━━ RECORD EXCERPTS
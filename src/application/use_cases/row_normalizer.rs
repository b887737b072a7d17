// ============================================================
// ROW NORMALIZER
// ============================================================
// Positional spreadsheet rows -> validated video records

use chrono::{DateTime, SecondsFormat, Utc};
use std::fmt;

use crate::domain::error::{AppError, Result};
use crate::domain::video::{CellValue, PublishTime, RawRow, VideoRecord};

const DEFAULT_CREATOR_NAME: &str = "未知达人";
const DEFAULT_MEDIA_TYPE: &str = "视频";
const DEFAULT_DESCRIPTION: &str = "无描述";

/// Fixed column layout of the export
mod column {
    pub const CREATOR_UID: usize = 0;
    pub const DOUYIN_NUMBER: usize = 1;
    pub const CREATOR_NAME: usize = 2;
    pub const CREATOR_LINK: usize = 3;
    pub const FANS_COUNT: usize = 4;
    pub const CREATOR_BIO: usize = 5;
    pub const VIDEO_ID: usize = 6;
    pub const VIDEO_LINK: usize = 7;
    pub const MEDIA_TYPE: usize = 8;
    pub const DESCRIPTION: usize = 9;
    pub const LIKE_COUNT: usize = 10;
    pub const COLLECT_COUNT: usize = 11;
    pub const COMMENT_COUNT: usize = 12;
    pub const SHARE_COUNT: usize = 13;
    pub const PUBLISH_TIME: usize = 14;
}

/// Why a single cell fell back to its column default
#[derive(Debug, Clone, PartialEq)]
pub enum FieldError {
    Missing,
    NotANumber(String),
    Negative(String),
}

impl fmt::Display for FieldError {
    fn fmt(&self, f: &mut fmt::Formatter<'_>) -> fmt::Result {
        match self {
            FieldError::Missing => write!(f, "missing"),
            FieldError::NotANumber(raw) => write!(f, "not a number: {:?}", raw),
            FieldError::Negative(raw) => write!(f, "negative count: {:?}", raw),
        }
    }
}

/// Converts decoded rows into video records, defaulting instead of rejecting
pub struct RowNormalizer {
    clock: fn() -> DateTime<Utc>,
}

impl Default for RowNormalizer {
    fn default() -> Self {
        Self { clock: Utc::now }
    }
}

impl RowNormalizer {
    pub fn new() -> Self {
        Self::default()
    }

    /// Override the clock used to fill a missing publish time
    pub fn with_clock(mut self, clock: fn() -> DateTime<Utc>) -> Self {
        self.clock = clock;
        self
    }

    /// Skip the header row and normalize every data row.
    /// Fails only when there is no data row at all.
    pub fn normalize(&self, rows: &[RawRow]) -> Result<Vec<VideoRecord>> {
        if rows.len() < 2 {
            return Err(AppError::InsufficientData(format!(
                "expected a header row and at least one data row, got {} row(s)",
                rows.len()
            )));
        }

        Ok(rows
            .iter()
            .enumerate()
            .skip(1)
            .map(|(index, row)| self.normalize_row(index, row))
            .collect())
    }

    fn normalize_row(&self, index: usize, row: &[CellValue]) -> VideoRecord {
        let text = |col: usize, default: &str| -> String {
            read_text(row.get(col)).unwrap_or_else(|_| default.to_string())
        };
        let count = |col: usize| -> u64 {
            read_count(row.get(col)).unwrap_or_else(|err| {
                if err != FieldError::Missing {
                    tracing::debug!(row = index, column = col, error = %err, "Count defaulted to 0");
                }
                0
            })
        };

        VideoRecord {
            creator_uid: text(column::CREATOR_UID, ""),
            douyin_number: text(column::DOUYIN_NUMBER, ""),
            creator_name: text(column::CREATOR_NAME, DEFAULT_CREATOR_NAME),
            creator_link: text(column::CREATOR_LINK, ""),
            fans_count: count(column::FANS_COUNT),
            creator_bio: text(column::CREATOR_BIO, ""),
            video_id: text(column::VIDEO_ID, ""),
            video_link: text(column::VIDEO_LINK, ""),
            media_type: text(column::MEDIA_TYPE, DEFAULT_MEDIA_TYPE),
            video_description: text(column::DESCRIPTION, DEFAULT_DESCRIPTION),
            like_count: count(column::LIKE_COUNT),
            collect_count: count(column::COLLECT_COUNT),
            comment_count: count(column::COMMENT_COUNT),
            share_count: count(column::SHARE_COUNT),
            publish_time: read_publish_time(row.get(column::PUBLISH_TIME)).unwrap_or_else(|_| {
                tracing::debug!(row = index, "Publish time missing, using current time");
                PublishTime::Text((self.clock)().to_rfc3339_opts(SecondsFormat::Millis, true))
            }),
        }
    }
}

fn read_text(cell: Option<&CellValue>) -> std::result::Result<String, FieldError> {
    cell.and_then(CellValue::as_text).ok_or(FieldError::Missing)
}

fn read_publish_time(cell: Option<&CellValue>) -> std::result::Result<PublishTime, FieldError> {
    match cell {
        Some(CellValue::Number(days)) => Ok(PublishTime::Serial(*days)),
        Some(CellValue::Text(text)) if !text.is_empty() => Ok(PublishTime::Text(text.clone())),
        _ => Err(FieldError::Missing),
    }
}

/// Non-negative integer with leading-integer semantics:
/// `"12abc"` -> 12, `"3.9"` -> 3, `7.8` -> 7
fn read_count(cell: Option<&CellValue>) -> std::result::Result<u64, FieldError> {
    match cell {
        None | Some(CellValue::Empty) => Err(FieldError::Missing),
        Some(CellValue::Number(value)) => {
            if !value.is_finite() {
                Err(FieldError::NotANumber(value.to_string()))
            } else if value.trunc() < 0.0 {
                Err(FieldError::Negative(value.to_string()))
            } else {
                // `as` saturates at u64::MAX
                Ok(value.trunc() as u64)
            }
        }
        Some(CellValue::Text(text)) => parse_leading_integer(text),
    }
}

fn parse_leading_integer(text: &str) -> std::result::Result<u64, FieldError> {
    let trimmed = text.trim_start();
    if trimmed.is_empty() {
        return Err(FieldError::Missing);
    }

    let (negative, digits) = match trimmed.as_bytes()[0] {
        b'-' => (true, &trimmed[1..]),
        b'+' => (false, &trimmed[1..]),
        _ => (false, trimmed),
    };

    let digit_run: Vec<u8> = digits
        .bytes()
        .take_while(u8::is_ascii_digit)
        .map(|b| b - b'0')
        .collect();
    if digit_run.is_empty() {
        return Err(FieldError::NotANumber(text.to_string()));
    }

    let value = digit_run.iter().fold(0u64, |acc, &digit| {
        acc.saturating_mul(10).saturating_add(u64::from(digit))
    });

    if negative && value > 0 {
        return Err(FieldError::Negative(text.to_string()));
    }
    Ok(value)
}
━━━━
→ **WHAT YOU HAVE TO DO**
Set down the lines above as they stand, starting with the first line and ending with the line that contains "pub const MEDIA_TYPE: usize = 8;".

→ **TASK OUTPUT**
filename src/application/use_cases/row_normalizer.rs
repository b887737b072a7d17
// ============================================================
// ROW NORMALIZER
// ============================================================
// Positional spreadsheet rows -> validated video records

use chrono::{DateTime, SecondsFormat, Utc};
use std::fmt;

use crate::domain::error::{AppError, Result};
use crate::domain::video::{CellValue, PublishTime, RawRow, VideoRecord};

const DEFAULT_CREATOR_NAME: &str = "未知达人";
const DEFAULT_MEDIA_TYPE: &str = "视频";
const DEFAULT_DESCRIPTION: &str = "无描述";

/// Fixed column layout of the export
mod column {
    pub const CREATOR_UID: usize = 0;
    pub const DOUYIN_NUMBER: usize = 1;
    pub const CREATOR_NAME: usize = 2;
    pub const CREATOR_LINK: usize = 3;
    pub const FANS_COUNT: usize = 4;
    pub const CREATOR_BIO: usize = 5;
    pub const VIDEO_ID: usize = 6;
    pub const VIDEO_LINK: usize = 7;
    pub const MEDIA_TYPE: usize = 8;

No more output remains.